Task to complete → Examine the material below and count the lines that hold the word "scan". Report only the number.

Records for the exercise →
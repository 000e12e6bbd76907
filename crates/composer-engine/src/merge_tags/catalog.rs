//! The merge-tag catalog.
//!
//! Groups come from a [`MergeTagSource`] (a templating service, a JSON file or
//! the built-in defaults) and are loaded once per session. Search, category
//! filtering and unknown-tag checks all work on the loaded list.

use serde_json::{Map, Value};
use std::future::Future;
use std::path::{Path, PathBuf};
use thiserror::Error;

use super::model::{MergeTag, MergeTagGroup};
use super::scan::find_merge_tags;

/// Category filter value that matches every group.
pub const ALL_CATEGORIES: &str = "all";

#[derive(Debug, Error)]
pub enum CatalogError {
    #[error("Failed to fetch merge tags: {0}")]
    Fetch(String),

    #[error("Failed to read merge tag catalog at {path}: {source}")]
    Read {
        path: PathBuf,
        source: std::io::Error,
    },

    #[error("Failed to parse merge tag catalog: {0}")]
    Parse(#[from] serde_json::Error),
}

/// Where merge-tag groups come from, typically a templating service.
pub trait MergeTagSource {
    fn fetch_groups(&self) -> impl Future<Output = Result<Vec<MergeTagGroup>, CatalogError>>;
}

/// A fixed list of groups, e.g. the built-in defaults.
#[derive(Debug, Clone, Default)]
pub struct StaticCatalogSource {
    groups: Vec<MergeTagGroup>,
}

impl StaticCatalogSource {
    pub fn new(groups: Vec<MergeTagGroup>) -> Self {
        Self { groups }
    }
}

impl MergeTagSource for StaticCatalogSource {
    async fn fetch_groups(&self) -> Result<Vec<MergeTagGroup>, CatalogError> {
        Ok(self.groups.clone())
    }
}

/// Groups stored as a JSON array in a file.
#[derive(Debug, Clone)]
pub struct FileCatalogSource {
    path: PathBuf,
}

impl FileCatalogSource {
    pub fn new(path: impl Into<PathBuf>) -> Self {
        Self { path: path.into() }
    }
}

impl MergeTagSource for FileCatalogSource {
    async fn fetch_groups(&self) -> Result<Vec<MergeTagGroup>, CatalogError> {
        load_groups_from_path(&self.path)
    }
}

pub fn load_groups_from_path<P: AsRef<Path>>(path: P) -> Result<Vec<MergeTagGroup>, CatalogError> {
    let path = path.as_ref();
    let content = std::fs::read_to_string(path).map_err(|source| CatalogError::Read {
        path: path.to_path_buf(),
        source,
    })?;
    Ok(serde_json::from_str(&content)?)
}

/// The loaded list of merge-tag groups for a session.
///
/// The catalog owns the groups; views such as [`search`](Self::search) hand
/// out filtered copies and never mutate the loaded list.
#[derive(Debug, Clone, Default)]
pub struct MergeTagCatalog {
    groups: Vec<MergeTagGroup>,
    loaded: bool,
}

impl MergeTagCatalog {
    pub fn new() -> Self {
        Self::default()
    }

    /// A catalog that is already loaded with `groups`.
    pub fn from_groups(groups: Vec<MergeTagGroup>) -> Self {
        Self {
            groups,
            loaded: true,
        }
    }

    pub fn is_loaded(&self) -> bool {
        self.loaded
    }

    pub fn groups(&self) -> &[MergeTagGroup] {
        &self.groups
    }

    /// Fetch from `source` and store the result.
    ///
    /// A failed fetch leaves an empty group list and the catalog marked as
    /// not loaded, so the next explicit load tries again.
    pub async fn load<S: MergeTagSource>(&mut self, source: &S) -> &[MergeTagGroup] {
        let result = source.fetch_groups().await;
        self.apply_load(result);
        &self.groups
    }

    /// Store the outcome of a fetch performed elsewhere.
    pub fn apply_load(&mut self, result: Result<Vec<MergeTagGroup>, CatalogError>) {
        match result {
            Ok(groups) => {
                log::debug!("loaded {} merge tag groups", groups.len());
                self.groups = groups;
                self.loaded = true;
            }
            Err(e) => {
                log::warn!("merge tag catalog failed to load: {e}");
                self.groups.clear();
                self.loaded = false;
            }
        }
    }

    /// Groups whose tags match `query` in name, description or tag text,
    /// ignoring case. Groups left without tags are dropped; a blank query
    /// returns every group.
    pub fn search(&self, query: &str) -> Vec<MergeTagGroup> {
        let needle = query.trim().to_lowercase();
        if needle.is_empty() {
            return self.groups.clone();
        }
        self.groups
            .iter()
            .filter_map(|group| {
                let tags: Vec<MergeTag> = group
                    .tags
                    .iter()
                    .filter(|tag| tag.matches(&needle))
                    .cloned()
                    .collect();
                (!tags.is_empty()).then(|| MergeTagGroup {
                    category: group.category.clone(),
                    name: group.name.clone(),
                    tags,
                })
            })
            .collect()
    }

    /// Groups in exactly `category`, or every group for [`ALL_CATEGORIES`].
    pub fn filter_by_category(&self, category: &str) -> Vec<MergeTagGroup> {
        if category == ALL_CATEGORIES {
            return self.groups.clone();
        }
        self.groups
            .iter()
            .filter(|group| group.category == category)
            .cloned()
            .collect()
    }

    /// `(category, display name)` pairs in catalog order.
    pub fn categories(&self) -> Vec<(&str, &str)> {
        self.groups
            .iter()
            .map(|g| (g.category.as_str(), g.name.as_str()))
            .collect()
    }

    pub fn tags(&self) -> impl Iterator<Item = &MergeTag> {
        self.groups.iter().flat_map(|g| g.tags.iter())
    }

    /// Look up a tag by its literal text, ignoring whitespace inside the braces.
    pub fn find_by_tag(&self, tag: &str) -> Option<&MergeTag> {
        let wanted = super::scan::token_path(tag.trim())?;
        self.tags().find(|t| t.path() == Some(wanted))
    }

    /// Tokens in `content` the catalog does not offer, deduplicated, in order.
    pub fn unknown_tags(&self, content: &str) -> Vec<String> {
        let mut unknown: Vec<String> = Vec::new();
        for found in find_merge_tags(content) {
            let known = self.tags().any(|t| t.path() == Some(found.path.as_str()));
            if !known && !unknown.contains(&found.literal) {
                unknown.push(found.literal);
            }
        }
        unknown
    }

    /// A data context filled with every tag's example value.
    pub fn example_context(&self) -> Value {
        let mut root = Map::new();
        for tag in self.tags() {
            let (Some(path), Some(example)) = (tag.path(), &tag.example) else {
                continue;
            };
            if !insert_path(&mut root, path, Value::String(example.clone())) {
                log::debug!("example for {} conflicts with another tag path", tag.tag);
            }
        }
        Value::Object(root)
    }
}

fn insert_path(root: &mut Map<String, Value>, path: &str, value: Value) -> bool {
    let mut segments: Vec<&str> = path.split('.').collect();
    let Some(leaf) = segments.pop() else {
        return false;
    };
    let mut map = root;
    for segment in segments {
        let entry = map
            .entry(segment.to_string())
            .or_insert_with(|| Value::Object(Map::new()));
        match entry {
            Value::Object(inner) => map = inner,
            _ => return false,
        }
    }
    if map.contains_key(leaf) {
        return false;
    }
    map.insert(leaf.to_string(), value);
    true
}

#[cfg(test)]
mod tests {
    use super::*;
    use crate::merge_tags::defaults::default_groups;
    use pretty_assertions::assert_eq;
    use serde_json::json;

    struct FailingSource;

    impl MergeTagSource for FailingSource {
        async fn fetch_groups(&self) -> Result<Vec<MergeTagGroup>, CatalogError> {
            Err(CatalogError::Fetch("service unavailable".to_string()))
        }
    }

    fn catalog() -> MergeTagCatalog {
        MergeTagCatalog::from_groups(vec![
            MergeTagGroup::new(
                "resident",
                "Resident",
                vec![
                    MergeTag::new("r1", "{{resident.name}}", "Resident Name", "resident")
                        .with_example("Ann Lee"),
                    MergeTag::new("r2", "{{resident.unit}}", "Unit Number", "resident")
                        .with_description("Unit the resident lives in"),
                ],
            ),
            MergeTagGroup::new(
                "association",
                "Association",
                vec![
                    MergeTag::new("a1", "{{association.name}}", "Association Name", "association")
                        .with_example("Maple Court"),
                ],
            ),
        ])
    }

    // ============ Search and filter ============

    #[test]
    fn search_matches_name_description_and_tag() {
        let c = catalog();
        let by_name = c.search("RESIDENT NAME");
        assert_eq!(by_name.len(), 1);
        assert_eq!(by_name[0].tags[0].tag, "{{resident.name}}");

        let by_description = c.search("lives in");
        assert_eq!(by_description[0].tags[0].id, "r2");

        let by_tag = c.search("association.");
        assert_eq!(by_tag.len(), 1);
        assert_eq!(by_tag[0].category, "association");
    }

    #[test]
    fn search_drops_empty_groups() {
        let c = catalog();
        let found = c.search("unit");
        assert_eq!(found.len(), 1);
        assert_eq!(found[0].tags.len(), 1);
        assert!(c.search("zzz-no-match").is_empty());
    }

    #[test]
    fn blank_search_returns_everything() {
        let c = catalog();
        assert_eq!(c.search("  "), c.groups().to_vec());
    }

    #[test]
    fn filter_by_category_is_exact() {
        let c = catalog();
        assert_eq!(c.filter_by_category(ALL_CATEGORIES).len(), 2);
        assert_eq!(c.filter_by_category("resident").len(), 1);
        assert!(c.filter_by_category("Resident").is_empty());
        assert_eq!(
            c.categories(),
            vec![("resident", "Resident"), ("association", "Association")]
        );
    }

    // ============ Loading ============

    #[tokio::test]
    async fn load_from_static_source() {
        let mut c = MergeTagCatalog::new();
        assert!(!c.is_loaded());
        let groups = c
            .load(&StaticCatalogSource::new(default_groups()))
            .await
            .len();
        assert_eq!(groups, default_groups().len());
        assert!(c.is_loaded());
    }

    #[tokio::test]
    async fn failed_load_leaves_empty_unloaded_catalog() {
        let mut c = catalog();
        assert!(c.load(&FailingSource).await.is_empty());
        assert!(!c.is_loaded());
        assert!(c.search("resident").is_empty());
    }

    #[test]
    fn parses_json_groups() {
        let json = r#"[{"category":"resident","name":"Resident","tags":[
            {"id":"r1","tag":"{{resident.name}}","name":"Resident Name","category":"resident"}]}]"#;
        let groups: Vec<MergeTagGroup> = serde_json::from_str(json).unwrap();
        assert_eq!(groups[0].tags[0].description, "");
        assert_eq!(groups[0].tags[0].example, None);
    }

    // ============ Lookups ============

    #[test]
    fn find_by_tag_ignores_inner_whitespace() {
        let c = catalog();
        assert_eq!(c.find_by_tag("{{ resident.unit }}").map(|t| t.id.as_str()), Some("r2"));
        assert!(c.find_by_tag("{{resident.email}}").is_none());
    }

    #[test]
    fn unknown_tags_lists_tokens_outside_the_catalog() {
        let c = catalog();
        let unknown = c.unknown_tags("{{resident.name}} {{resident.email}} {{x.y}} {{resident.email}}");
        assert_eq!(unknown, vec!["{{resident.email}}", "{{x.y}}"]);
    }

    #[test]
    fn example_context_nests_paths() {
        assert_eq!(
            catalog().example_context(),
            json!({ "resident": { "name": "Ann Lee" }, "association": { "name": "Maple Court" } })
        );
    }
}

--

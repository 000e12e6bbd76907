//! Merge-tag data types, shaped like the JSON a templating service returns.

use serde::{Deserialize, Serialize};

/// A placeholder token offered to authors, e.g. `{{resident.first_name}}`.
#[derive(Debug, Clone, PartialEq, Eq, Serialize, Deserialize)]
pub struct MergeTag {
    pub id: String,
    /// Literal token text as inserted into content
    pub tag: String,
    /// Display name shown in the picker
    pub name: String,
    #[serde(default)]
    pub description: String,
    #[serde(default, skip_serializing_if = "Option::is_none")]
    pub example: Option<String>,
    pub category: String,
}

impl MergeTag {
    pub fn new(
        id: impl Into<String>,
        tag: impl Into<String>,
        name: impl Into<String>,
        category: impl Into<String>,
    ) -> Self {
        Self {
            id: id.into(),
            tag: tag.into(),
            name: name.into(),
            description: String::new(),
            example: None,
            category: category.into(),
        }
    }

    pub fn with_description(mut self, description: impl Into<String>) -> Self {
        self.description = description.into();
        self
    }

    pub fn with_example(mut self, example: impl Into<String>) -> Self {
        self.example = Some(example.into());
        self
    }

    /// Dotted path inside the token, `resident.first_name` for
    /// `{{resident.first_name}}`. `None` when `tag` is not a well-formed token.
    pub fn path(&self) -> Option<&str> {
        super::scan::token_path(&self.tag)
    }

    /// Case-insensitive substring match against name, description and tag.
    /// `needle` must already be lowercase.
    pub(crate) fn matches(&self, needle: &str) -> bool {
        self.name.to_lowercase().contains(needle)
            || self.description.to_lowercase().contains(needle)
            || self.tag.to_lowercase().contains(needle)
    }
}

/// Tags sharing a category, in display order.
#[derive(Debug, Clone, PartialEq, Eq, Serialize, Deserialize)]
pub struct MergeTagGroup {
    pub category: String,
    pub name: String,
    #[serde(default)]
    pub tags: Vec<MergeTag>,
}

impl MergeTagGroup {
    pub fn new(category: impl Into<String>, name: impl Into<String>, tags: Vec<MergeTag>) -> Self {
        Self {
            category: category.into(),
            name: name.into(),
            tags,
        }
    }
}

...

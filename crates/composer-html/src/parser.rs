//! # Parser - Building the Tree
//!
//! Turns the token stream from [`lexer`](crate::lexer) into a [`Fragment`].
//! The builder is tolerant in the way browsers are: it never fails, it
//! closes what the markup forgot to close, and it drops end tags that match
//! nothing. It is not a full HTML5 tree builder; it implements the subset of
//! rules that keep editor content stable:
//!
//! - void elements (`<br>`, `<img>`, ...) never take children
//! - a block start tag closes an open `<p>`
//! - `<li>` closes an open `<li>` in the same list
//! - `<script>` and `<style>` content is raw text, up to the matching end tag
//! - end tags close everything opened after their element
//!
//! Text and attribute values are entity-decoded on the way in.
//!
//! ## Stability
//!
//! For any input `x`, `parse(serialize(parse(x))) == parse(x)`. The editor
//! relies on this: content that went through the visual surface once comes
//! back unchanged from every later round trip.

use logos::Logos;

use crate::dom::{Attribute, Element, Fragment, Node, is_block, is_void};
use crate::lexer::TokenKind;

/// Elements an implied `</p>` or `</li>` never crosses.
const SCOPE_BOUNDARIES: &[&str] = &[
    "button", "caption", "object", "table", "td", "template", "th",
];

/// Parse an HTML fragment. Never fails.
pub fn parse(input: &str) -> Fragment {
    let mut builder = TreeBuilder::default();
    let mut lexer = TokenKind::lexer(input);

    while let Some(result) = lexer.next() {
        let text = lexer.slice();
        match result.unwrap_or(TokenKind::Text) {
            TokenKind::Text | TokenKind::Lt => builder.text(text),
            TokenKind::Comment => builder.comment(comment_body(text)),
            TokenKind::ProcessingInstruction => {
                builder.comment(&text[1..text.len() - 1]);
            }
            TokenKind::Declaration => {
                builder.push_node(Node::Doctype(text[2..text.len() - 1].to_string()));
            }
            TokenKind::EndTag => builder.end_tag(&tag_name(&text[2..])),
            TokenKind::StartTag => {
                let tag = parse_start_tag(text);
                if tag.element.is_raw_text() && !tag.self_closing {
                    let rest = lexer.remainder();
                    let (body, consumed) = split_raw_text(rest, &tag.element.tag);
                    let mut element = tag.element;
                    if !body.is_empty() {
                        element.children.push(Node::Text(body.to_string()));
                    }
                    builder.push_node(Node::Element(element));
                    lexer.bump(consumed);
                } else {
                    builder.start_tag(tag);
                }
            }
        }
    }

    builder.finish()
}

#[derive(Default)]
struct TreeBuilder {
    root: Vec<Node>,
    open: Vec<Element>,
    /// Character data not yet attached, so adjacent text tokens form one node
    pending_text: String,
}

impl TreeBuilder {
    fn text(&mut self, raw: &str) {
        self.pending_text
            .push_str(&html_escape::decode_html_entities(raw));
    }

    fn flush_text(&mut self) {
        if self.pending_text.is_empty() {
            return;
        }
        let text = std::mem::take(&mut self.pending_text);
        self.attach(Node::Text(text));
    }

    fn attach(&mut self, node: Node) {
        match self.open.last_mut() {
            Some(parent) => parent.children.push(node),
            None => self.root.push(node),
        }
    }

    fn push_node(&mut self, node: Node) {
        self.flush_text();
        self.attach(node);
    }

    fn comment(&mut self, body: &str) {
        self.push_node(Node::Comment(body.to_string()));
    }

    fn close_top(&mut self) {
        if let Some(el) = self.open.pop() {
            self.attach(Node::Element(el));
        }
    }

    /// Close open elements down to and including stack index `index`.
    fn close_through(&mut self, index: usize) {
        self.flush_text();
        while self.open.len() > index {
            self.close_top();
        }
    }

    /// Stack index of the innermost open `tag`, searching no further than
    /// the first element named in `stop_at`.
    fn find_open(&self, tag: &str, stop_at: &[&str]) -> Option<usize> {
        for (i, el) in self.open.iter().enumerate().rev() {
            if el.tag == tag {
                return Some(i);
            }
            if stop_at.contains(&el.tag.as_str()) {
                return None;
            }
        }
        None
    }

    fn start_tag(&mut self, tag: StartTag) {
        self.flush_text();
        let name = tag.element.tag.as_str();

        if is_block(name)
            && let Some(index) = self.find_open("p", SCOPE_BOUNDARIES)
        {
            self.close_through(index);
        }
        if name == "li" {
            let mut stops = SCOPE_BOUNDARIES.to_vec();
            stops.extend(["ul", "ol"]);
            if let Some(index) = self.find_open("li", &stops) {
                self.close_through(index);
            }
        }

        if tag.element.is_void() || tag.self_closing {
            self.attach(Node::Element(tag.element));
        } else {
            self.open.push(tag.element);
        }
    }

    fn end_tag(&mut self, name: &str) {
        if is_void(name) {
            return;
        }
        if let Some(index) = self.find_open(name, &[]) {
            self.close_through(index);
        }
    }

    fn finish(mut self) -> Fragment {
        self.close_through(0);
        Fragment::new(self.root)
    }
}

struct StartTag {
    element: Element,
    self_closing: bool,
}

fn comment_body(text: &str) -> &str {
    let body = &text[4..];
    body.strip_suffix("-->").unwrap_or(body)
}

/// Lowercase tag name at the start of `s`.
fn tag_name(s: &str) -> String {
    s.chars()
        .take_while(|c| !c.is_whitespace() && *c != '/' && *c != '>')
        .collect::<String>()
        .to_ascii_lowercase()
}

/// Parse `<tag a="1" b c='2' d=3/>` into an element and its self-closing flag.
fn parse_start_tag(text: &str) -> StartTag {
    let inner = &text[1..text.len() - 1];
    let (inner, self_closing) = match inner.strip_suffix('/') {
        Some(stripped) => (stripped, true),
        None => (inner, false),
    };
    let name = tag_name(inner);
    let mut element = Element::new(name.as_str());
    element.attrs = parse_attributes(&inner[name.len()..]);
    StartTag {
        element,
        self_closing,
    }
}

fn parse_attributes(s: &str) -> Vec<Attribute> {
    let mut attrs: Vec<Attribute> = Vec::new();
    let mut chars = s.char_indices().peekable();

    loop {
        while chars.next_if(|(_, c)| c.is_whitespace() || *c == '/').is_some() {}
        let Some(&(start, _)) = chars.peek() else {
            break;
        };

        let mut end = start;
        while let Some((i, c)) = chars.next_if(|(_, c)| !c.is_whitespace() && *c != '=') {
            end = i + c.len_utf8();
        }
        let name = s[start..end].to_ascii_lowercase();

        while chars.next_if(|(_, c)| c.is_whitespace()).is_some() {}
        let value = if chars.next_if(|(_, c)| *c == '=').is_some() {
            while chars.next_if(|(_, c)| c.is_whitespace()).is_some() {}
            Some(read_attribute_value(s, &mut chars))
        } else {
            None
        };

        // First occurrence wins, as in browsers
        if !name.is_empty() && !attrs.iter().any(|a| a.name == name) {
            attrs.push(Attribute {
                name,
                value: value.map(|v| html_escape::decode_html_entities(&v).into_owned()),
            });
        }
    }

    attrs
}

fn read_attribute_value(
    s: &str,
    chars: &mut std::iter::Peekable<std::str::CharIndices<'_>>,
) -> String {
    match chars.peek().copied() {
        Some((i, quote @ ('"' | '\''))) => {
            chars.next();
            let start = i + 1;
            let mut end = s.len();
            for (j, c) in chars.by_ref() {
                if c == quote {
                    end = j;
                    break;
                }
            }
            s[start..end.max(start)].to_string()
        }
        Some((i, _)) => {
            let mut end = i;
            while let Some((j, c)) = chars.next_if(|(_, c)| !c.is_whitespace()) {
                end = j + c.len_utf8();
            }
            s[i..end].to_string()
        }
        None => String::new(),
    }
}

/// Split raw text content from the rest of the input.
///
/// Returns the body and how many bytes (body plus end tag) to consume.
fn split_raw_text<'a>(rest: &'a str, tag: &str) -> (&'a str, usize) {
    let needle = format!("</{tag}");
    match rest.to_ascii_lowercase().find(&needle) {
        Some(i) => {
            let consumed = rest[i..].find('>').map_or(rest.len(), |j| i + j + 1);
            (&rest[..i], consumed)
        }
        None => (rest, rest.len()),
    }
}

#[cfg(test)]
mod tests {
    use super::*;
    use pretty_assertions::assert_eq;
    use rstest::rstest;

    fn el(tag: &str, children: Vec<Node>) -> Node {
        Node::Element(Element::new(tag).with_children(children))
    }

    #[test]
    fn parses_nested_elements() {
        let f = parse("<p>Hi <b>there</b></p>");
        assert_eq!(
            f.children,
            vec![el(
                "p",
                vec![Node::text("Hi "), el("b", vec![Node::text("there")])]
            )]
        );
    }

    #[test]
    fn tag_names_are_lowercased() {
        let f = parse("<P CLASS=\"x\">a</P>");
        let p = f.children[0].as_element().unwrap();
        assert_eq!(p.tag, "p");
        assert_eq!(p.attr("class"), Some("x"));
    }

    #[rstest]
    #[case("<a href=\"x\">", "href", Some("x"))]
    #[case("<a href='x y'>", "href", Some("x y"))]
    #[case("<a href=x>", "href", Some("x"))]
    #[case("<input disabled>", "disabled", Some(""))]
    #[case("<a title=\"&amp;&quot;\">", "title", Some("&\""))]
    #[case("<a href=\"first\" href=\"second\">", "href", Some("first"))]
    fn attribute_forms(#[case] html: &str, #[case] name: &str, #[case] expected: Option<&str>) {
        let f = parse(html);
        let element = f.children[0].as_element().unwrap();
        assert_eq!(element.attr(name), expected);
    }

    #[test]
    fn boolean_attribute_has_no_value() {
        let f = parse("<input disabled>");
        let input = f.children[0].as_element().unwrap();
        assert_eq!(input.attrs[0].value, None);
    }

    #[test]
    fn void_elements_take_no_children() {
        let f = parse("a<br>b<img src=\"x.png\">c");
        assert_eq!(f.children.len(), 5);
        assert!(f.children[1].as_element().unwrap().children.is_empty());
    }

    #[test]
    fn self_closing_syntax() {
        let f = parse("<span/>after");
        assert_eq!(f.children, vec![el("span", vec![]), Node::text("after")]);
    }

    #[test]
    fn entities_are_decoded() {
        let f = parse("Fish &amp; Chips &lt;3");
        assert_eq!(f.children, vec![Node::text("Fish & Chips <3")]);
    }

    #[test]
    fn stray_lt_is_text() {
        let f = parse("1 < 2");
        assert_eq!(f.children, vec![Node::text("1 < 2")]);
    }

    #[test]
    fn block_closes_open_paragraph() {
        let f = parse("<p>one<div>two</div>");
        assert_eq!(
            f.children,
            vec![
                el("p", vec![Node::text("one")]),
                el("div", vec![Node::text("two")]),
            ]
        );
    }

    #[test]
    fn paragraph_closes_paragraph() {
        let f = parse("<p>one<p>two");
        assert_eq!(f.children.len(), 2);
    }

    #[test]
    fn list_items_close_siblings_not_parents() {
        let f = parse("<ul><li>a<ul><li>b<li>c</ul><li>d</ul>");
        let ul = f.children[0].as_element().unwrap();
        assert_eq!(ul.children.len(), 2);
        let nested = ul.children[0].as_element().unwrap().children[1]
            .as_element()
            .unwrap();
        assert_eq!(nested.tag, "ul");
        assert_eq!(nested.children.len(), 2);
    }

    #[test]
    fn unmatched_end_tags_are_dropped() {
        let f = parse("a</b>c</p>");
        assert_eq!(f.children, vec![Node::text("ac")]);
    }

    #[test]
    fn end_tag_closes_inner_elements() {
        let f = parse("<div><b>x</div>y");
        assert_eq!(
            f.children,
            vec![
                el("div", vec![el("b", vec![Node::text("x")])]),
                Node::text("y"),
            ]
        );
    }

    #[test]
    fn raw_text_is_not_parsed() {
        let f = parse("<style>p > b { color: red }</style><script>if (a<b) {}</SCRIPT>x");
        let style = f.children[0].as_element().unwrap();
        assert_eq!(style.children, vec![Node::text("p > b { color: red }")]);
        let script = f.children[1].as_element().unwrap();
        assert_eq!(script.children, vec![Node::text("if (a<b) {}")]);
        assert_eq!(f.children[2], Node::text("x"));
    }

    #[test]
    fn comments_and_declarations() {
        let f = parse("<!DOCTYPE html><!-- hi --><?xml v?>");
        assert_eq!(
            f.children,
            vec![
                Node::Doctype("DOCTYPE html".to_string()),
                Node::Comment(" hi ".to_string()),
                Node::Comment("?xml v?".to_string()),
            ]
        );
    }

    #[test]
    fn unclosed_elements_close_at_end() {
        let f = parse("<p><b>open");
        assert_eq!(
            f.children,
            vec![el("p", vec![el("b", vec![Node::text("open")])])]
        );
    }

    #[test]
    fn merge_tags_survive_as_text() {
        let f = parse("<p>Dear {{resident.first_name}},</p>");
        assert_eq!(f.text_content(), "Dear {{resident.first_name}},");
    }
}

Response area → 3